Apart from carrying interviews in which leading media figures spill the beans, he wants a mix of "bust-ups and brawls and rows and all the things that go on in the passionate newsrooms in this country".

He says: "I've been in newsrooms where journalists have fought each other over a byline - I love all that. That's what it should be about. The best reporters in the world are not angelic little souls, they're aggressive terriers who want their names in the newspaper and want to get ahead in life and up the ladder. The Press Gazette will be very aspirational."

He hopes that the magazine will become "an academy of excellence" for young journalists who may be denied the traditional routes into national paper newsrooms. "You can't get the chance now to do shift work on the nationals in the way that you could when I was younger," he says. "We need more bodies.
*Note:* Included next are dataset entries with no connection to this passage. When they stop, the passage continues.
//! Dimfuse: dimension extraction core for engineering drawings.
//!
//! Dimfuse turns the raw text detections of several recognition engines
//! into typed, consolidated dimensions and links each one to the drawing
//! feature it measures.
//!
//! # Modules
//!
//! - [`ir`]: Data model (BoundingBox, Dimension, SymbolNode, relations, JSON I/O)
//! - [`parse`]: Text classification, tolerance/unit extraction, quality gate
//! - [`consolidate`]: Deduplication and weighted-vote merging across engines
//! - [`link`]: Three-tier geometric relation linking
//! - [`pipeline`]: The end-to-end transform for one drawing
//! - [`validation`]: Caller-contract checks over drawing inputs
//! - [`review`]: Human-review queue over pipeline results
//! - [`config`]: YAML-loadable thresholds for every stage
//! - [`error`]: Error types for dimfuse operations

pub mod config;
pub mod consolidate;
pub mod error;
pub mod ir;
pub mod link;
pub mod parse;
pub mod pipeline;
pub mod review;
pub mod validation;

use std::path::{Path, PathBuf};

use clap::{Parser, Subcommand};
use serde::Serialize;
use tracing::warn;

pub use config::Config;
pub use error::DimfuseError;
pub use pipeline::process_drawing;

/// The dimfuse CLI application.
#[derive(Parser)]
#[command(name = "dimfuse")]
#[command(version, author, about)]
#[command(propagate_version = true)]
struct Cli {
    /// Increase log verbosity (-v info, -vv debug). RUST_LOG takes precedence.
    #[arg(short, long, action = clap::ArgAction::Count, global = true)]
    verbose: u8,

    #[command(subcommand)]
    command: Option<Commands>,
}

/// Available subcommands.
#[derive(Subcommand)]
enum Commands {
    /// Classify dimension text tokens.
    Classify(ClassifyArgs),
    /// Validate a drawing input for errors and warnings.
    Validate(ValidateArgs),
    /// Run the full pipeline over a drawing input.
    Run(RunArgs),
    /// Show the human-review queue of a pipeline result.
    Review(ReviewArgs),
}

/// Arguments for the classify subcommand.
#[derive(clap::Args)]
struct ClassifyArgs {
    /// Text tokens to classify.
    #[arg(required = true)]
    text: Vec<String>,

    /// Output format ('text' or 'json').
    #[arg(long, default_value = "text")]
    output: String,
}

/// Arguments for the validate subcommand.
#[derive(clap::Args)]
struct ValidateArgs {
    /// Drawing input JSON file to validate.
    input: PathBuf,

    /// Treat warnings as errors (exit non-zero if any warnings).
    #[arg(long)]
    strict: bool,

    /// YAML config supplying the engine weight table.
    #[arg(long, env = "DIMFUSE_CONFIG")]
    config: Option<PathBuf>,

    /// Output format for the report ('text' or 'json').
    #[arg(long, default_value = "text")]
    output: String,
}

/// Arguments for the run subcommand.
#[derive(clap::Args)]
struct RunArgs {
    /// Drawing input JSON file.
    input: PathBuf,

    /// Where to write the result JSON (stdout when omitted).
    #[arg(short, long)]
    output: Option<PathBuf>,

    /// YAML config overriding default thresholds.
    #[arg(long, env = "DIMFUSE_CONFIG")]
    config: Option<PathBuf>,
}

/// Arguments for the review subcommand.
#[derive(clap::Args)]
struct ReviewArgs {
    /// Result JSON file written by 'dimfuse run'.
    input: PathBuf,

    /// Confidence threshold below which items are flagged.
    #[arg(long)]
    threshold: Option<f64>,

    /// YAML config supplying the default threshold.
    #[arg(long, env = "DIMFUSE_CONFIG")]
    config: Option<PathBuf>,

    /// Output format ('text' or 'json').
    #[arg(long, default_value = "text")]
    output: String,
}

/// Run the dimfuse CLI.
///
/// This is the main entry point for the CLI, called from `main.rs`.
pub fn run() -> Result<(), DimfuseError> {
    let cli = Cli::parse();
    init_tracing(cli.verbose);

    match cli.command {
        Some(Commands::Classify(args)) => run_classify(args),
        Some(Commands::Validate(args)) => run_validate(args),
        Some(Commands::Run(args)) => run_pipeline(args),
        Some(Commands::Review(args)) => run_review(args),
        None => {
            println!("dimfuse {}", env!("CARGO_PKG_VERSION"));
            println!();
            println!("Dimension extraction core for engineering drawings.");
            println!();
            println!("Run 'dimfuse --help' for usage information.");
            Ok(())
        }
    }
}

fn init_tracing(verbose: u8) {
    use tracing_subscriber::{layer::SubscriberExt, util::SubscriberInitExt};

    let default_level = match verbose {
        0 => "dimfuse=warn",
        1 => "dimfuse=info",
        _ => "dimfuse=debug",
    };
    // Ignore the error when a subscriber is already installed (tests).
    let _ = tracing_subscriber::registry()
        .with(
            tracing_subscriber::EnvFilter::try_from_default_env()
                .unwrap_or_else(|_| default_level.into()),
        )
        .with(tracing_subscriber::fmt::layer().with_writer(std::io::stderr))
        .try_init();
}

fn load_config(path: Option<&Path>) -> Result<Config, DimfuseError> {
    match path {
        Some(path) => Config::load(path),
        None => Ok(Config::default()),
    }
}

fn check_output_format(output: &str) -> Result<(), DimfuseError> {
    match output {
        "text" | "json" => Ok(()),
        other => Err(DimfuseError::UnsupportedFormat(format!(
            "'{}' (supported: text, json)",
            other
        ))),
    }
}

fn print_json<T: Serialize>(value: &T) -> Result<(), DimfuseError> {
    let json = serde_json::to_string_pretty(value).map_err(|source| DimfuseError::JsonWrite {
        path: PathBuf::from("<stdout>"),
        source,
    })?;
    println!("{}", json);
    Ok(())
}

/// One classified token as printed by `dimfuse classify`.
#[derive(Serialize)]
struct ClassifyRow {
    text: String,
    dimension_type: ir::DimensionType,
    value: String,
    tolerance: Option<String>,
    unit: Option<&'static str>,
}

/// Execute the classify subcommand.
fn run_classify(args: ClassifyArgs) -> Result<(), DimfuseError> {
    check_output_format(&args.output)?;

    let rows: Vec<ClassifyRow> = args
        .text
        .into_iter()
        .map(|text| {
            let (dimension_type, value, tolerance) = parse::classify_and_parse(&text);
            let unit = parse::extract_unit(&text);
            ClassifyRow {
                text,
                dimension_type,
                value,
                tolerance,
                unit,
            }
        })
        .collect();

    if args.output == "json" {
        return print_json(&rows);
    }

    for row in &rows {
        println!(
            "{:<20} {:<15} {:<20} tolerance={} unit={}",
            row.text,
            row.dimension_type.as_str(),
            row.value,
            row.tolerance.as_deref().unwrap_or("-"),
            row.unit.unwrap_or("-")
        );
    }
    Ok(())
}

/// Execute the validate subcommand.
fn run_validate(args: ValidateArgs) -> Result<(), DimfuseError> {
    check_output_format(&args.output)?;

    let input = ir::io_json::read_drawing_input(&args.input)?;
    let config = load_config(args.config.as_deref())?;

    let opts = validation::ValidateOptions {
        strict: args.strict,
        weights: config.consolidation.weights,
    };
    let report = validation::validate_input(&input, &opts);

    if args.output == "json" {
        #[derive(Serialize)]
        struct JsonReport<'a> {
            error_count: usize,
            warning_count: usize,
            issues: &'a [validation::ValidationIssue],
        }
        print_json(&JsonReport {
            error_count: report.error_count(),
            warning_count: report.warning_count(),
            issues: &report.issues,
        })?;
    } else {
        print!("{}", report);
    }

    let has_errors = report.error_count() > 0;
    let has_warnings = report.warning_count() > 0;

    if has_errors || (opts.strict && has_warnings) {
        Err(DimfuseError::ValidationFailed {
            error_count: report.error_count(),
            warning_count: report.warning_count(),
            report,
        })
    } else {
        Ok(())
    }
}

/// Execute the run subcommand.
fn run_pipeline(args: RunArgs) -> Result<(), DimfuseError> {
    let input = ir::io_json::read_drawing_input(&args.input)?;
    let config = load_config(args.config.as_deref())?;

    let report = validation::validate_input(
        &input,
        &validation::ValidateOptions {
            strict: false,
            weights: config.consolidation.weights.clone(),
        },
    );
    for issue in report.issues.iter().filter(|i| i.severity == validation::Severity::Warning) {
        warn!("{}", issue);
    }
    if !report.is_ok() {
        return Err(DimfuseError::ValidationFailed {
            error_count: report.error_count(),
            warning_count: report.warning_count(),
            report,
        });
    }

    let result = process_drawing(&input, &config)?;

    match &args.output {
        Some(path) => {
            ir::io_json::write_drawing_result(path, &result)?;
            println!(
                "Wrote {} dimension(s) and {} relation(s) to {}",
                result.dimensions.len(),
                result.relations.len(),
                path.display()
            );
        }
        None => {
            let json = ir::io_json::result_to_json_string(&result).map_err(|source| {
                DimfuseError::JsonWrite {
                    path: PathBuf::from("<stdout>"),
                    source,
                }
            })?;
            println!("{}", json);
        }
    }
    Ok(())
}

/// Execute the review subcommand.
fn run_review(args: ReviewArgs) -> Result<(), DimfuseError> {
    check_output_format(&args.output)?;

    let result = ir::io_json::read_drawing_result(&args.input)?;
    let mut opts = load_config(args.config.as_deref())?.review;
    if let Some(threshold) = args.threshold {
        if !(0.0..=1.0).contains(&threshold) {
            return Err(DimfuseError::InvalidConfig(format!(
                "--threshold must lie in [0, 1], got {}",
                threshold
            )));
        }
        opts.confidence_threshold = threshold;
    }

    let report = review::build_review_queue(&result.dimensions, &result.relations, &opts);
    if args.output == "json" {
        print_json(&report)
    } else {
        print!("{}", report);
        Ok(())
    }
}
Come and show us what you're made of."

Money will be invested on hiring big-name columnists, he promises. "To get every newspaper editor in the country reading the columns, they have got to be by people who grab the attention because of their positions, or who they are, or how they write - people who have got serious things to say about the industry, but also people who can be entertaining or downright bloody mischievous."

In this respect, he hopes that the new Morgan-style Press Gazette will borrow from the likes of Punch and his own nemesis, Ian Hislop's Private Eye. "It will be an incredible story-breaking magazine for the industry, but secondly, we will have a lot of laughs, a lot of mischief."

Apart from taking on the long-established trade magazines that cover other areas of the media, Morgan also wants to target the suppliers of online media news, notably the MediaGuardian website.

"What I want is, within a year, everyone clicking on to Press Gazette just as much, because we are breaking more stories and have more interesting ideas. We will be very aggressive online."

He thinks he has an advantage in breaking such stories because of the Press Gazette's independence within the industry. It will be up to Morgan to demonstrate that such impartiality exists. Since he was marched out of the Mirror by company security guards in May last year, he's hardly been out of the limelight.

The publication of his memoirs, The Insider, (serialised with great fanfare by the Daily Mail) was followed by columns for the London Evening Standard and more features for the Mail, not to mention his frequent TV appearances, including hosting his own show with the former Sunday Express editor and Conservative Party communications chief Amanda Platell.

But the purchase of the newspaper industry trade magazine gives him the chance to get right in the faces of old friends and foes alike.

"A lot of my friends edit newspapers, but they're all going to be susceptible, I'm afraid, to the impartiality of the Press Gazette," he warns. "I'm sure I'm going to spend most of my time as proprietor of the Press Gazette taking furious calls from my great mates."